Kids and Conferences Do Not Mix
Starting with the American Studies Association annual meeting in 2009, it got complicated. I organized two panels for that year, one for myself and one for the Minority Scholars Committee, but then learned I was pregnant and that my due date practically coincided with the conference. I hear the panels went well, but I was not in attendance. In fact, the meeting convened within a day or two of my leaving the hospital with my newborn son. I have no regrets about having a child, but I do admit the professional challenges have been profound. I knew life would change, but I did not foresee the specificity of these changes, including how difficult attending conferences would be.
Most conferences do not offer childcare. The organizers anticipate that participants will be adept at setting up childcare in cities where they do not live. If one is lucky, the conference takes place in a city inhabited by a family member, or a friend, whom I can ask to take time off of work to help, or who knows someone that I can trust to babysit. On more than one occasion, I have helped friends in return who are coming into my city and who need help locating a babysitter they can trust. But if you do not have a contact in that city, exactly how do you vet care for your child? Perhaps you turn to the various childcare websites, though these sites and the subsequent virtual interviews of babysitters may not instill a parent with the greatest confidence.
The predominant expectation is that you leave your kid at home, but with whom, and for how long? Thanks to my specialized training, I live far from my family and cannot call on just anyone to watch my son for days at a time. I have felt more than a twinge of jealously when I see colleagues who live near their families drop their kids with the grandparents for days at a time, free of charge. For one conference, I opted to fly in my mother to meet me and help me watch my son. For this, she had to take multiple days off work, and I had to buy three plane tickets to attend a single conference.
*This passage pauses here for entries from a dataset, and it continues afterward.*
//! Streaming plumbing: the producer side ([`EventSink`]) used by the run
//! loop, and the consumer side ([`AgentStream`]) handed to callers.

use std::future::Future;
use std::pin::Pin;
use std::task::{Context, Poll};
use std::time::Duration;

use futures::{Stream, StreamExt};
use tokio::sync::mpsc;

use crate::error::AgentError;
use crate::events::{AgentEvent, RunOutcome};

type Item = Result<AgentEvent, AgentError>;

/// Where a run reports its events.
pub(crate) enum EventSink {
    /// `run`: nobody is listening.
    Silent,
    /// `astream`: a bounded channel to an [`AgentStream`].
    Channel(mpsc::Sender<Item>),
}

impl EventSink {
    pub const fn is_streaming(&self) -> bool {
        matches!(self, Self::Channel(_))
    }

    /// Delivers an event, waiting while the consumer's buffer is full.
    pub async fn emit(&self, event: AgentEvent) -> Result<(), AgentError> {
        match self {
            Self::Silent => Ok(()),
            Self::Channel(tx) => tx.send(Ok(event)).await.map_err(|_| AgentError::Cancelled),
        }
    }

    /// Delivers the error that ended the run. Nothing happens if the
    /// consumer is gone.
    pub async fn fail(&self, err: AgentError) {
        if let Self::Channel(tx) = self {
            let _ = tx.send(Err(err)).await;
        }
    }

    /// Runs `fut`, abandoning it as soon as the consumer goes away.
    pub async fn interruptible<F: Future>(&self, fut: F) -> Result<F::Output, AgentError> {
        match self {
            Self::Silent => Ok(fut.await),
            Self::Channel(tx) => tokio::select! {
                biased;
                out = fut => Ok(out),
                () = tx.closed() => Err(AgentError::Cancelled),
            },
        }
    }

    /// Runs a tool call. If the consumer goes away meanwhile, the call gets
    /// `grace` to finish before it is dropped, and the run is cancelled
    /// either way.
    pub async fn tool_call<F: Future>(&self, fut: F, grace: Duration) -> Result<F::Output, AgentError> {
        let Self::Channel(tx) = self else {
            return Ok(fut.await);
        };

        tokio::pin!(fut);
        tokio::select! {
            biased;
            out = &mut fut => Ok(out),
            () = tx.closed() => {
                log::info!("Stream dropped during a tool call; allowing {grace:?} for it to finish");
                if tokio::time::timeout(grace, fut).await.is_err() {
                    log::warn!("Tool call still running after {grace:?}; dropping it");
                }
                Err(AgentError::Cancelled)
            }
        }
    }
}

/// Events of a streamed run, in order.
///
/// Dropping the stream cancels the run: no further steps start, and an
/// in-flight tool call is given `cancel_grace` to finish before it is dropped.
pub struct AgentStream {
    rx: mpsc::Receiver<Item>,
}

impl AgentStream {
    pub(crate) const fn new(rx: mpsc::Receiver<Item>) -> Self {
        Self { rx }
    }

    /// Drains the stream and returns the run's outcome.
    ///
    /// # Errors
    /// Returns the error that ended the run.
    pub async fn outcome(mut self) -> Result<RunOutcome, AgentError> {
        while let Some(item) = self.next().await {
            if let AgentEvent::Finished(outcome) = item? {
                return Ok(outcome);
            }
        }
        Err(AgentError::Cancelled)
    }
}

impl Stream for AgentStream {
    type Item = Item;

    fn poll_next(self: Pin<&mut Self>, cx: &mut Context<'_>) -> Poll<Option<Self::Item>> {
        self.get_mut().rx.poll_recv(cx)
    }
}
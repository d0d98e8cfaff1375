//! # mcpeer-common
//!
//! Shared types for the mcpeer crates: the messages an agent run exchanges
//! with a language model, tool definitions and calls, and the request,
//! response and configuration types used by LLM clients.
//!
//! ## Example
//!
//! ```
//! use mcpeer_common::{ChatRequest, Config, Message, Tool};
//! use uuid::Uuid;
//!
//! let run_id = Uuid::new_v4();
//! let tool = Tool::function(
//!     "browser_navigate",
//!     "Navigate to a URL",
//!     serde_json::json!({"type": "object", "properties": {"url": {"type": "string"}}}),
//! );
//!
//! let config = Config::new("openai", "gpt-4o");
//! let request = ChatRequest::from((&config, vec![Message::user(run_id, "Open example.com")]))
//!     .with_tools(vec![tool]);
//! assert!(request.has_tools());
//! ```

/// Message and role types.
pub mod chat;
/// Client configuration and request/response types.
pub mod client;
/// Tool definitions and tool calls.
pub mod tools;

pub use chat::{Message, MessageRole};
pub use client::{
    ChatChunk, ChatRequest, ChatResponse, Config, FinishReason, RetryConfig, ToolChoice, Usage,
};
pub use tools::{Function, FunctionCall, Tool, ToolCall, ToolCallDelta};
Most obviously, the expectation is that I turn to my partner to watch my child. The presumption that I have a partner to turn to is enormous here, much less that my partner might be free from his own professional commitments. But yes, I do have a partner, and our relationship makes conferences both easier and more complex, since I am partnered with an academic who works in similar intellectual terrain. I appreciate that my partner and I like similar conferences and can trade-off childcare when we attend together, but this guarantees that at best, each of us will have a fifty percent chance of participating in the conference. In the last few years, I think my conference participation has been most visible via the frequent image of me chasing after my son through the halls of meeting rooms and around the lobby of the conference hotel. This, of course, is not the professional image that one strives for, but it is a reality of my life in academia.
Since my partner and I like to attend the same conferences and engage together with our academic friends, we struggle over who gets to go to which conference, much less which panel. Often, we try to bring our son to something that is clearly not playing to his interest, which at the moment is everything that does not correspond to Superheroes and Legos. One year, my partner wanted to hear my talk, so he tried to come and sit in the back row with our son. The visit lasted all of five-minutes, as our son kept calling out for “mommy” to step away from the podium and come play with him.